Time’s shining light in the domain of publicistics, Mr. Hugh Sidey, instructs Ronald Reagan on why and how we should be cautious and measured in flexing America’s military muscle:

Twice in the past four decades we miscalculated, and we had war in Korea and Viet Nam.

What did we “miscalculate” in Korea? On June 25, 1950, with no prior indications of an armed conflict, North Korean troops-equipped, trained, and tactically instructed by Soviet supervisors—massively attacked the internationally and legally determined border between the two Koreas and invaded the South. The free world, under America’s leadership, was brutally confronted with a historical fact, coerced to respond, and had not a modicum of other choices but to go to war. The only other available option would have been an unconditional surrender, allowing the despairing South Koreans to be red rather than dead. So how did we miscalculate? What chance did we have to miscalculate anything?
An even more blatant case of precision of idea and style a la Time may be found in its piece on South Dakota’s governor William Janklow, whom Time obviously dislikes because he is a conservative Republican and is effectively bringing prosperity to his state in keeping with conservative and Republican precepts.

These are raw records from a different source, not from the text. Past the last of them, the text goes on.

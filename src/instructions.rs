// Execution semantics for every mnemonic the decode tables can produce.
// Operand resolution (and all cycle accounting) happens in the processor
// module; by the time execute() runs, the operand is already concrete.

use crate::conversions::{from_bcd, to_bcd};
use crate::processor::{Flag, Operand, CPU};

#[derive(Debug, Copy, Clone, PartialEq)]
pub enum Mnemonic {
    Adc, And, Asl, Bcc, Bcs, Beq, Bit, Bmi, Bne, Bpl, Brk, Bvc, Bvs,
    Clc, Cld, Cli, Clv, Cmp, Cpx, Cpy, Dec, Dex, Dey, Eor, Inc, Inx,
    Iny, Jmp, Jsr, Lda, Ldx, Ldy, Lsr, Nop, Ora, Pha, Php, Pla, Plp,
    Rol, Ror, Rti, Rts, Sbc, Sec, Sed, Sei, Sta, Stx, Sty, Tax, Tay,
    Tsx, Txa, Txs, Tya,
    // 65C02 extensions
    Bra, Phx, Phy, Plx, Ply, Stz, Trb, Tsb,
    Bbr(u8), Bbs(u8), Rmb(u8), Smb(u8),
}

/// Whether a conditional branch fires under the current flags. BRA always
/// does; the Rockwell bit branches test their zero-page operand instead and
/// are handled inline in execute().
pub fn condition_met(op: Mnemonic, cpu: &CPU) -> bool {
    match op {
        Mnemonic::Bcc => !cpu.flag(Flag::C),
        Mnemonic::Bcs => cpu.flag(Flag::C),
        Mnemonic::Bne => !cpu.flag(Flag::Z),
        Mnemonic::Beq => cpu.flag(Flag::Z),
        Mnemonic::Bpl => !cpu.flag(Flag::N),
        Mnemonic::Bmi => cpu.flag(Flag::N),
        Mnemonic::Bvc => !cpu.flag(Flag::V),
        Mnemonic::Bvs => cpu.flag(Flag::V),
        Mnemonic::Bra => true,
        _ => false,
    }
}

impl Mnemonic {
    pub fn as_asm(self) -> String {
        match self {
            Self::Bbr(n) => format!("bbr{}", n),
            Self::Bbs(n) => format!("bbs{}", n),
            Self::Rmb(n) => format!("rmb{}", n),
            Self::Smb(n) => format!("smb{}", n),
            other => format!("{:?}", other).to_lowercase(),
        }
    }

    pub fn is_branch(self) -> bool {
        matches!(
            self,
            Self::Bcc
                | Self::Bcs
                | Self::Bne
                | Self::Beq
                | Self::Bpl
                | Self::Bmi
                | Self::Bvc
                | Self::Bvs
                | Self::Bra
        )
    }

    pub fn execute(self, cpu: &mut CPU, operand: Operand) {
        match self {
            Self::Adc => {
                let m = cpu.read_operand(operand);
                adc(cpu, m);
            }
            Self::Sbc => {
                let m = cpu.read_operand(operand);
                sbc(cpu, m);
            }
            Self::And => {
                let m = cpu.read_operand(operand);
                cpu.a &= m;
                cpu.set_nz(cpu.a);
            }
            Self::Ora => {
                let m = cpu.read_operand(operand);
                cpu.a |= m;
                cpu.set_nz(cpu.a);
            }
            Self::Eor => {
                let m = cpu.read_operand(operand);
                cpu.a ^= m;
                cpu.set_nz(cpu.a);
            }
            Self::Asl => {
                let m = cpu.read_operand(operand);
                cpu.set_flag(Flag::C, m & 0x80 != 0);
                let res = m << 1;
                cpu.set_nz(res);
                cpu.write_operand(operand, res);
            }
            Self::Lsr => {
                let m = cpu.read_operand(operand);
                cpu.set_flag(Flag::C, m & 0x01 != 0);
                let res = m >> 1;
                cpu.set_nz(res);
                cpu.write_operand(operand, res);
            }
            Self::Rol => {
                let m = cpu.read_operand(operand);
                let carry_in = cpu.flag(Flag::C) as u8;
                cpu.set_flag(Flag::C, m & 0x80 != 0);
                let res = (m << 1) | carry_in;
                cpu.set_nz(res);
                cpu.write_operand(operand, res);
            }
            Self::Ror => {
                let m = cpu.read_operand(operand);
                let carry_in = (cpu.flag(Flag::C) as u8) << 7;
                cpu.set_flag(Flag::C, m & 0x01 != 0);
                let res = (m >> 1) | carry_in;
                cpu.set_nz(res);
                cpu.write_operand(operand, res);
            }
            Self::Bit => {
                let m = cpu.read_operand(operand);
                cpu.set_flag(Flag::Z, cpu.a & m == 0);
                // BIT #imm leaves N and V alone on the 65C02
                if !matches!(operand, Operand::Immediate(_)) {
                    cpu.set_flag(Flag::N, m & 0x80 != 0);
                    cpu.set_flag(Flag::V, m & 0x40 != 0);
                }
            }
            Self::Trb => {
                let m = cpu.read_operand(operand);
                cpu.set_flag(Flag::Z, cpu.a & m == 0);
                cpu.write_operand(operand, m & !cpu.a);
            }
            Self::Tsb => {
                let m = cpu.read_operand(operand);
                cpu.set_flag(Flag::Z, cpu.a & m == 0);
                cpu.write_operand(operand, m | cpu.a);
            }
            Self::Cmp => {
                let m = cpu.read_operand(operand);
                compare(cpu, cpu.a, m);
            }
            Self::Cpx => {
                let m = cpu.read_operand(operand);
                compare(cpu, cpu.x, m);
            }
            Self::Cpy => {
                let m = cpu.read_operand(operand);
                compare(cpu, cpu.y, m);
            }
            Self::Dec => {
                let res = cpu.read_operand(operand).wrapping_sub(1);
                cpu.set_nz(res);
                cpu.write_operand(operand, res);
            }
            Self::Inc => {
                let res = cpu.read_operand(operand).wrapping_add(1);
                cpu.set_nz(res);
                cpu.write_operand(operand, res);
            }
            Self::Dex => {
                cpu.x = cpu.x.wrapping_sub(1);
                cpu.set_nz(cpu.x);
            }
            Self::Dey => {
                cpu.y = cpu.y.wrapping_sub(1);
                cpu.set_nz(cpu.y);
            }
            Self::Inx => {
                cpu.x = cpu.x.wrapping_add(1);
                cpu.set_nz(cpu.x);
            }
            Self::Iny => {
                cpu.y = cpu.y.wrapping_add(1);
                cpu.set_nz(cpu.y);
            }
            Self::Lda => {
                cpu.a = cpu.read_operand(operand);
                cpu.set_nz(cpu.a);
            }
            Self::Ldx => {
                cpu.x = cpu.read_operand(operand);
                cpu.set_nz(cpu.x);
            }
            Self::Ldy => {
                cpu.y = cpu.read_operand(operand);
                cpu.set_nz(cpu.y);
            }
            Self::Sta => cpu.write_operand(operand, cpu.a),
            Self::Stx => cpu.write_operand(operand, cpu.x),
            Self::Sty => cpu.write_operand(operand, cpu.y),
            Self::Stz => cpu.write_operand(operand, 0),
            Self::Tax => {
                cpu.x = cpu.a;
                cpu.set_nz(cpu.x);
            }
            Self::Tay => {
                cpu.y = cpu.a;
                cpu.set_nz(cpu.y);
            }
            Self::Tsx => {
                cpu.x = cpu.sp;
                cpu.set_nz(cpu.x);
            }
            Self::Txa => {
                cpu.a = cpu.x;
                cpu.set_nz(cpu.a);
            }
            Self::Tya => {
                cpu.a = cpu.y;
                cpu.set_nz(cpu.a);
            }
            Self::Txs => cpu.sp = cpu.x,
            Self::Pha => cpu.push(cpu.a),
            Self::Phx => cpu.push(cpu.x),
            Self::Phy => cpu.push(cpu.y),
            Self::Php => {
                let p = cpu.p | 1 << Flag::B as u8 | 1 << Flag::U as u8;
                cpu.push(p);
            }
            Self::Pla => {
                cpu.a = cpu.pop();
                cpu.set_nz(cpu.a);
            }
            Self::Plx => {
                cpu.x = cpu.pop();
                cpu.set_nz(cpu.x);
            }
            Self::Ply => {
                cpu.y = cpu.pop();
                cpu.set_nz(cpu.y);
            }
            Self::Plp => {
                let p = cpu.pop();
                cpu.p = (p | 1 << Flag::U as u8) & !(1 << Flag::B as u8);
            }
            Self::Jmp => {
                if let Operand::Address(target) = operand {
                    cpu.pc = target;
                }
            }
            Self::Jsr => {
                if let Operand::Address(target) = operand {
                    let ret = cpu.pc.wrapping_sub(1);
                    cpu.push((ret >> 8) as u8);
                    cpu.push(ret as u8);
                    cpu.pc = target;
                }
            }
            Self::Rts => {
                let lo = cpu.pop();
                let hi = cpu.pop();
                cpu.pc = u16::from_le_bytes([lo, hi]).wrapping_add(1);
            }
            Self::Rti => {
                let p = cpu.pop();
                cpu.p = (p | 1 << Flag::U as u8) & !(1 << Flag::B as u8);
                let lo = cpu.pop();
                let hi = cpu.pop();
                cpu.pc = u16::from_le_bytes([lo, hi]);
            }
            Self::Brk => cpu.software_interrupt(),
            Self::Bcc | Self::Bcs | Self::Bne | Self::Beq | Self::Bpl | Self::Bmi
            | Self::Bvc | Self::Bvs | Self::Bra => {
                if let Operand::Relative(offset) = operand {
                    if condition_met(self, cpu) {
                        cpu.pc = cpu.pc.wrapping_add(offset as i16 as u16);
                    }
                }
            }
            Self::Bbr(bit) | Self::Bbs(bit) => {
                if let Operand::BitBranch { zp, offset } = operand {
                    let m = cpu.read_byte(zp as u16);
                    let set = m & (1 << bit) != 0;
                    let wanted = matches!(self, Self::Bbs(_));
                    if set == wanted {
                        cpu.pc = cpu.pc.wrapping_add(offset as i16 as u16);
                    }
                }
            }
            Self::Rmb(bit) => {
                let m = cpu.read_operand(operand);
                cpu.write_operand(operand, m & !(1 << bit));
            }
            Self::Smb(bit) => {
                let m = cpu.read_operand(operand);
                cpu.write_operand(operand, m | 1 << bit);
            }
            Self::Clc => cpu.set_flag(Flag::C, false),
            Self::Sec => cpu.set_flag(Flag::C, true),
            Self::Cli => cpu.set_flag(Flag::I, false),
            Self::Sei => cpu.set_flag(Flag::I, true),
            Self::Cld => cpu.set_flag(Flag::D, false),
            Self::Sed => cpu.set_flag(Flag::D, true),
            Self::Clv => cpu.set_flag(Flag::V, false),
            Self::Nop => {}
        }
    }
}

fn compare(cpu: &mut CPU, reg: u8, m: u8) {
    let res = reg.wrapping_sub(m);
    cpu.set_flag(Flag::C, reg >= m);
    cpu.set_nz(res);
}

fn adc(cpu: &mut CPU, m: u8) {
    let carry = cpu.flag(Flag::C) as u16;
    if cpu.flag(Flag::D) {
        let sum = from_bcd(cpu.a) + from_bcd(m) + carry;
        cpu.set_flag(Flag::C, sum > 99);
        let packed = to_bcd((sum % 100) as u8);
        // binary overflow of the uncorrected sum, as the silicon computes it
        let bin = (cpu.a as u16 + m as u16 + carry) as u8;
        cpu.set_flag(Flag::V, (!(cpu.a ^ m) & (cpu.a ^ bin)) & 0x80 != 0);
        cpu.a = packed;
        cpu.set_nz(packed);
    } else {
        let sum = cpu.a as u16 + m as u16 + carry;
        let res = sum as u8;
        cpu.set_flag(Flag::C, sum > 0xff);
        cpu.set_flag(Flag::V, (!(cpu.a ^ m) & (cpu.a ^ res)) & 0x80 != 0);
        cpu.a = res;
        cpu.set_nz(res);
    }
}

fn sbc(cpu: &mut CPU, m: u8) {
    let borrow = !cpu.flag(Flag::C) as i16;
    if cpu.flag(Flag::D) {
        let diff = from_bcd(cpu.a) as i16 - from_bcd(m) as i16 - borrow;
        cpu.set_flag(Flag::C, diff >= 0);
        let packed = to_bcd(diff.rem_euclid(100) as u8);
        let bin = (cpu.a as i16 - m as i16 - borrow) as u8;
        cpu.set_flag(Flag::V, ((cpu.a ^ m) & (cpu.a ^ bin)) & 0x80 != 0);
        cpu.a = packed;
        cpu.set_nz(packed);
    } else {
        // binary SBC is ADC of the complement
        let carry = cpu.flag(Flag::C) as u16;
        let sum = cpu.a as u16 + (!m) as u16 + carry;
        let res = sum as u8;
        cpu.set_flag(Flag::C, sum > 0xff);
        cpu.set_flag(Flag::V, ((cpu.a ^ m) & (cpu.a ^ res)) & 0x80 != 0);
        cpu.a = res;
        cpu.set_nz(res);
    }
}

So here’s how it goes:

Quiet discretion is not his strong suit. Earlier this year the Governor filed two libel suits against publishers because they had repeated an unproven allegation that Janklow raped an Indian teenager in 1967.

It’s hard to understand Time’s peevish grudge. What are they ranting against? That Gov. Janklow, innocent as he may be, tries to defend himself from the poisonous mendacity of the press, for whom Time is a spiritual leader? Do Time’s editors really believe that discretion is meek acknowledgment of mis­deeds one did not commit? Do they ever consult their Webster’s?